Source: https://cseweb.ucsd.edu/classes/sp05/cse128/ (chapter 1, last page)
One issue is that a spec without a working reference implementation is essentially the same as a pull request that's never been successfully compiled. Generalization is good but you can't get away from actually doing the thing at the end of the day.
I've run into this issue with C++ templates before. Throw a type at a template that it hasn't previously been tested with and it can fall apart in new and exciting ways.
Everything W3C does. Go is evolving through specs first. Probably every other programming language these days.
People already do that for humankind-scale projects where there have to be multiple implementations that can talk to each other. Iteration is inevitable for anything that gains traction, but it still can be iteration on specs first rather than on code.
Ai assistance would seem to favor the engineering approach as the friction of teams and personalities is reduced in favor of quick feasibility testing and complete planning.
But if anything, all development is the search for the search for the requirements. Some just value writing them down.
Designers need malleability, that is why they all want digital design systems.
It was discussed here just 2 days ago intensively.
How rapidly has business software changed since COVID? Yet how many skyscrapers remain partially unoccupied in big cities like London, because of the recent arrival of widespread hybrid working?

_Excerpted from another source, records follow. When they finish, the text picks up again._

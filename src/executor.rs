//! Database execution boundary
//!
//! The recovery loop only ever sees a driver's error text, so the boundary
//! error is a plain message. `SqliteExecutor` is the bundled implementation.

use rusqlite::types::ValueRef;
use rusqlite::Connection;
use serde::{Deserialize, Serialize};
use std::fmt;
use std::path::Path;
use tracing::debug;

/// Error raised by a database driver. `message` is the only structured data.
#[derive(Debug, Clone, PartialEq, Eq, Serialize, Deserialize)]
pub struct ExecutionError {
    pub message: String,
}

impl ExecutionError {
    pub fn new(message: impl Into<String>) -> Self {
        Self {
            message: message.into(),
        }
    }
}

impl fmt::Display for ExecutionError {
    fn fmt(&self, f: &mut fmt::Formatter<'_>) -> fmt::Result {
        write!(f, "{}", self.message)
    }
}

impl std::error::Error for ExecutionError {}

impl From<rusqlite::Error> for ExecutionError {
    fn from(err: rusqlite::Error) -> Self {
        ExecutionError::new(err.to_string())
    }
}

/// A single column value in a result row.
#[derive(Debug, Clone, PartialEq, Serialize, Deserialize)]
#[serde(untagged)]
pub enum CellValue {
    Null,
    Integer(i64),
    Real(f64),
    Text(String),
    Blob(Vec<u8>),
}

impl fmt::Display for CellValue {
    fn fmt(&self, f: &mut fmt::Formatter<'_>) -> fmt::Result {
        match self {
            CellValue::Null => write!(f, "NULL"),
            CellValue::Integer(v) => write!(f, "{}", v),
            CellValue::Real(v) => write!(f, "{}", v),
            CellValue::Text(v) => write!(f, "{}", v),
            CellValue::Blob(v) => write!(f, "<{} bytes>", v.len()),
        }
    }
}

impl From<ValueRef<'_>> for CellValue {
    fn from(value: ValueRef<'_>) -> Self {
        match value {
            ValueRef::Null => CellValue::Null,
            ValueRef::Integer(v) => CellValue::Integer(v),
            ValueRef::Real(v) => CellValue::Real(v),
            ValueRef::Text(v) => CellValue::Text(String::from_utf8_lossy(v).into_owned()),
            ValueRef::Blob(v) => CellValue::Blob(v.to_vec()),
        }
    }
}

/// Fully drained result of a successful execution.
#[derive(Debug, Clone, Default, PartialEq, Serialize, Deserialize)]
pub struct ResultSet {
    pub columns: Vec<String>,
    pub rows: Vec<Vec<CellValue>>,
}

impl ResultSet {
    pub fn row_count(&self) -> usize {
        self.rows.len()
    }

    pub fn is_empty(&self) -> bool {
        self.rows.is_empty()
    }
}

/// Something that can run one SQL statement and drain its rows.
pub trait QueryExecutor {
    fn run(&mut self, sql: &str) -> std::result::Result<ResultSet, ExecutionError>;
}

impl<F> QueryExecutor for F
where
    F: FnMut(&str) -> std::result::Result<ResultSet, ExecutionError>,
{
    fn run(&mut self, sql: &str) -> std::result::Result<ResultSet, ExecutionError> {
        self(sql)
    }
}

/// Executes statements against a SQLite database.
pub struct SqliteExecutor {
    conn: Connection,
}

impl SqliteExecutor {
    pub fn new(conn: Connection) -> Self {
        Self { conn }
    }

    pub fn open(path: impl AsRef<Path>) -> crate::error::Result<Self> {
        Ok(Self::new(Connection::open(path)?))
    }

    pub fn open_in_memory() -> crate::error::Result<Self> {
        Ok(Self::new(Connection::open_in_memory()?))
    }

    pub fn connection(&self) -> &Connection {
        &self.conn
    }
}

impl QueryExecutor for SqliteExecutor {
    fn run(&mut self, sql: &str) -> std::result::Result<ResultSet, ExecutionError> {
        debug!("Executing SQL: {}", sql);
        let mut stmt = self.conn.prepare(sql)?;
        let columns: Vec<String> = stmt.column_names().iter().map(|c| c.to_string()).collect();
        let width = columns.len();

        let mut rows = Vec::new();
        let mut cursor = stmt.query([])?;
        while let Some(row) = cursor.next()? {
            let mut values = Vec::with_capacity(width);
            for idx in 0..width {
                values.push(CellValue::from(row.get_ref(idx)?));
            }
            rows.push(values);
        }

        Ok(ResultSet { columns, rows })
    }
}

#[cfg(test)]
mod tests {
    use super::*;

    #[test]
    fn test_sqlite_executor_drains_rows() {
        let mut exec = SqliteExecutor::open_in_memory().unwrap();
        exec.connection()
            .execute_batch(
                "CREATE TABLE t (id INTEGER, name TEXT, price REAL);
                 INSERT INTO t VALUES (1, 'a', 1.5), (2, NULL, 2.0);",
            )
            .unwrap();

        let result = exec.run("SELECT id, name, price FROM t ORDER BY id").unwrap();
        assert_eq!(result.columns, vec!["id", "name", "price"]);
        assert_eq!(result.row_count(), 2);
        assert_eq!(result.rows[0][0], CellValue::Integer(1));
        assert_eq!(result.rows[1][1], CellValue::Null);
        assert_eq!(result.rows[1][2], CellValue::Real(2.0));
    }

    #[test]
    fn test_sqlite_error_message_is_preserved() {
        let mut exec = SqliteExecutor::open_in_memory().unwrap();
        exec.connection()
            .execute_batch("CREATE TABLE t (id INTEGER);")
            .unwrap();

        let err = exec.run("SELECT t.missing FROM t").unwrap_err();
        assert!(err.message.contains("no such column: t.missing"), "{}", err.message);
    }

    #[test]
    fn test_closure_executor() {
        let mut calls = 0;
        let mut exec = |_sql: &str| {
            calls += 1;
            Ok::<_, ExecutionError>(ResultSet {
                columns: vec!["x".to_string()],
                rows: vec![],
            })
        };
        assert!(exec.run("SELECT 1").unwrap().is_empty());
        drop(exec);
        assert_eq!(calls, 1);
    }
}
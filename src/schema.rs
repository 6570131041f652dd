//! Schema context: tables and their columns, read-only.

use crate::error::{MendError, Result};
use itertools::Itertools;
use rusqlite::Connection;
use serde::{Deserialize, Serialize};
use std::path::Path;

#[derive(Debug, Clone, PartialEq, Eq, Serialize, Deserialize)]
pub struct TableSchema {
    pub name: String,
    #[serde(default)]
    pub columns: Vec<String>,
}

impl TableSchema {
    pub fn has_column(&self, column: &str) -> bool {
        self.columns.iter().any(|c| c.eq_ignore_ascii_case(column))
    }
}

#[derive(Debug, Clone, Default, PartialEq, Eq, Serialize, Deserialize)]
pub struct SchemaInfo {
    pub tables: Vec<TableSchema>,
}

impl SchemaInfo {
    pub fn new(tables: Vec<TableSchema>) -> Self {
        Self { tables }
    }

    pub fn load(path: impl AsRef<Path>) -> Result<Self> {
        let path = path.as_ref();
        let content = std::fs::read_to_string(path)
            .map_err(|e| MendError::Schema(format!("Failed to read {}: {}", path.display(), e)))?;
        serde_json::from_str(&content)
            .map_err(|e| MendError::Schema(format!("Failed to parse {}: {}", path.display(), e)))
    }

    /// Introspect every user table of a SQLite database.
    pub fn from_sqlite(conn: &Connection) -> Result<Self> {
        let mut stmt = conn.prepare(
            "SELECT name FROM sqlite_master WHERE type = 'table' AND name NOT LIKE 'sqlite_%' ORDER BY name",
        )?;
        let names = stmt
            .query_map([], |row| row.get::<_, String>(0))?
            .collect::<std::result::Result<Vec<_>, _>>()?;

        let mut tables = Vec::with_capacity(names.len());
        for name in names {
            let mut info = conn.prepare(&format!("PRAGMA table_info(\"{}\")", name.replace('"', "\"\"")))?;
            let columns = info
                .query_map([], |row| row.get::<_, String>(1))?
                .collect::<std::result::Result<Vec<_>, _>>()?;
            tables.push(TableSchema { name, columns });
        }
        Ok(Self { tables })
    }

    /// Case-insensitive; a `schema.` prefix on `name` is ignored.
    pub fn table(&self, name: &str) -> Option<&TableSchema> {
        let bare = name.rsplit('.').next().unwrap_or(name);
        self.tables.iter().find(|t| t.name.eq_ignore_ascii_case(bare))
    }

    pub fn table_names(&self) -> impl Iterator<Item = &str> {
        self.tables.iter().map(|t| t.name.as_str())
    }

    pub fn is_empty(&self) -> bool {
        self.tables.is_empty()
    }

    /// Compact text form used in LLM prompts.
    pub fn describe(&self) -> String {
        self.tables
            .iter()
            .map(|t| format!("{}({})", t.name, t.columns.join(", ")))
            .join("\n")
    }
}

#[cfg(test)]
mod tests {
    use super::*;

    #[test]
    fn test_from_sqlite_lists_tables_and_columns() {
        let conn = Connection::open_in_memory().unwrap();
        conn.execute_batch(
            "CREATE TABLE dim_product (product_code TEXT, product TEXT);
             CREATE TABLE dim_customer (customer_code TEXT, customer TEXT, market TEXT);",
        )
        .unwrap();
        let schema = SchemaInfo::from_sqlite(&conn).unwrap();
        assert_eq!(schema.tables.len(), 2);
        assert_eq!(schema.tables[0].name, "dim_customer");
        assert!(schema.table("gdb041.DIM_PRODUCT").unwrap().has_column("Product"));
        assert_eq!(
            schema.describe(),
            "dim_customer(customer_code, customer, market)\ndim_product(product_code, product)"
        );
    }

    #[test]
    fn test_json_round() {
        let json = r#"{"tables":[{"name":"fact_sales_monthly","columns":["sold_quantity"]}]}"#;
        let schema: SchemaInfo = serde_json::from_str(json).unwrap();
        assert!(schema.table("fact_sales_monthly").is_some());
        assert!(schema.table("missing").is_none());
    }

    #[test]
    fn test_load_missing_file_is_schema_error() {
        let err = SchemaInfo::load("/definitely/not/here.json").unwrap_err();
        assert!(matches!(err, MendError::Schema(_)));
    }
}
use std::sync::Arc;

use anyhow::Result;
use crates::domain::{
    entities::qr_codes::QrCodeEntity, repositories::organizations::OrganizationRepository,
    value_objects::api_keys::ApiKeyPrincipal,
};
use uuid::Uuid;

/// Ownership and organization-role checks on QR codes.
pub struct AccessPolicy {
    organization_repository: Arc<dyn OrganizationRepository + Send + Sync>,
}

impl AccessPolicy {
    pub fn new(organization_repository: Arc<dyn OrganizationRepository + Send + Sync>) -> Self {
        Self {
            organization_repository,
        }
    }

    /// Owner, or any member of the QR code's organization.
    pub async fn can_view(&self, user_id: Uuid, qr_code: &QrCodeEntity) -> Result<bool> {
        if qr_code.user_id == user_id {
            return Ok(true);
        }
        let Some(organization_id) = qr_code.organization_id else {
            return Ok(false);
        };
        Ok(self
            .organization_repository
            .find_member_role(organization_id, user_id)
            .await?
            .is_some())
    }

    /// Owner, or an admin/owner of the QR code's organization.
    pub async fn can_manage(&self, user_id: Uuid, qr_code: &QrCodeEntity) -> Result<bool> {
        if qr_code.user_id == user_id {
            return Ok(true);
        }
        let Some(organization_id) = qr_code.organization_id else {
            return Ok(false);
        };
        Ok(self
            .organization_repository
            .find_member_role(organization_id, user_id)
            .await?
            .is_some_and(|role| role.can_manage_resources()))
    }

    pub async fn is_member(&self, organization_id: Uuid, user_id: Uuid) -> Result<bool> {
        Ok(self
            .organization_repository
            .find_member_role(organization_id, user_id)
            .await?
            .is_some())
    }

    pub async fn can_manage_organization(&self, organization_id: Uuid, user_id: Uuid) -> Result<bool> {
        Ok(self
            .organization_repository
            .find_member_role(organization_id, user_id)
            .await?
            .is_some_and(|role| role.can_manage_resources()))
    }

    /// Users whose QR codes an API key may reach: its own user plus its organization's members.
    pub async fn principal_owner_ids(&self, principal: &ApiKeyPrincipal) -> Result<Vec<Uuid>> {
        let mut owner_ids: Vec<Uuid> = principal.user_id.into_iter().collect();
        if let Some(organization_id) = principal.organization_id {
            for member_id in self
                .organization_repository
                .list_member_ids(organization_id)
                .await?
            {
                if !owner_ids.contains(&member_id) {
                    owner_ids.push(member_id);
                }
            }
        }
        Ok(owner_ids)
    }

    pub async fn principal_can_access(
        &self,
        principal: &ApiKeyPrincipal,
        qr_code: &QrCodeEntity,
    ) -> Result<bool> {
        if principal.user_id == Some(qr_code.user_id) {
            return Ok(true);
        }
        if principal.organization_id.is_some() && principal.organization_id == qr_code.organization_id
        {
            return Ok(true);
        }
        Ok(self
            .principal_owner_ids(principal)
            .await?
            .contains(&qr_code.user_id))
    }
}

#[cfg(test)]
pub(crate) mod tests {
    use super::*;
    use chrono::Utc;
    use crates::domain::{
        repositories::organizations::MockOrganizationRepository,
        value_objects::enums::organization_roles::OrganizationRole,
    };

    pub fn sample_qr(qr_code_id: Uuid, user_id: Uuid, organization_id: Option<Uuid>) -> QrCodeEntity {
        let now = Utc::now();
        QrCodeEntity {
            id: qr_code_id,
            user_id,
            organization_id,
            url: "https://example.com".to_string(),
            title: "Menu".to_string(),
            foreground_color: "#000000".to_string(),
            background_color: "#FFFFFF".to_string(),
            dot_type: None,
            corner_type: None,
            logo_url: None,
            has_watermark: true,
            is_dynamic: false,
            dynamic_content: None,
            redirect_url: None,
            is_active: true,
            expires_at: None,
            max_scans: None,
            scan_count: 0,
            last_scanned_at: None,
            rate_limit_config: None,
            webhook_url: None,
            webhook_secret: None,
            created_at: now,
            updated_at: now,
        }
    }

    fn policy_with_role(role: Option<OrganizationRole>) -> AccessPolicy {
        let mut organizations = MockOrganizationRepository::new();
        organizations
            .expect_find_member_role()
            .returning(move |_, _| Ok(role));
        organizations
            .expect_list_member_ids()
            .returning(|_| Ok(Vec::new()));
        AccessPolicy::new(Arc::new(organizations))
    }

    #[tokio::test]
    async fn owner_can_always_manage() {
        let owner = Uuid::new_v4();
        let qr = sample_qr(Uuid::new_v4(), owner, None);
        let policy = policy_with_role(None);
        assert!(policy.can_manage(owner, &qr).await.unwrap());
        assert!(!policy.can_view(Uuid::new_v4(), &qr).await.unwrap());
    }

    #[tokio::test]
    async fn org_members_view_but_only_admins_manage() {
        let qr = sample_qr(Uuid::new_v4(), Uuid::new_v4(), Some(Uuid::new_v4()));
        let stranger = Uuid::new_v4();

        let member = policy_with_role(Some(OrganizationRole::Member));
        assert!(member.can_view(stranger, &qr).await.unwrap());
        assert!(!member.can_manage(stranger, &qr).await.unwrap());

        let admin = policy_with_role(Some(OrganizationRole::Admin));
        assert!(admin.can_manage(stranger, &qr).await.unwrap());
    }

    #[tokio::test]
    async fn organization_keys_reach_member_owned_codes() {
        let member_id = Uuid::new_v4();
        let organization_id = Uuid::new_v4();
        let mut organizations = MockOrganizationRepository::new();
        organizations
            .expect_list_member_ids()
            .returning(move |_| Ok(vec![member_id]));
        let policy = AccessPolicy::new(Arc::new(organizations));

        let principal = ApiKeyPrincipal {
            key_id: Uuid::new_v4(),
            user_id: None,
            organization_id: Some(organization_id),
            scopes: vec!["*".to_string()],
        };
        let qr = sample_qr(Uuid::new_v4(), member_id, None);
        assert!(policy.principal_can_access(&principal, &qr).await.unwrap());

        let foreign = sample_qr(Uuid::new_v4(), Uuid::new_v4(), None);
        assert!(!policy.principal_can_access(&principal, &foreign).await.unwrap());
    }
}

The buildings are structurally unchanged and haven't been demolished to make way for buildings that better support hybrid working. Sure office fit outs are more oriented towards smaller simultaneous attendance with more hot desking. Also a new industry boom around team building socials has arrived. Virtual skeet shooting or golf, for example.
On the whole, engineered cities are unchanged, their ancient and rigid specifications lacking the foresight to include the requirements that accommodate hybrid working. Software meanwhile has adapted and as the OP says, evolved.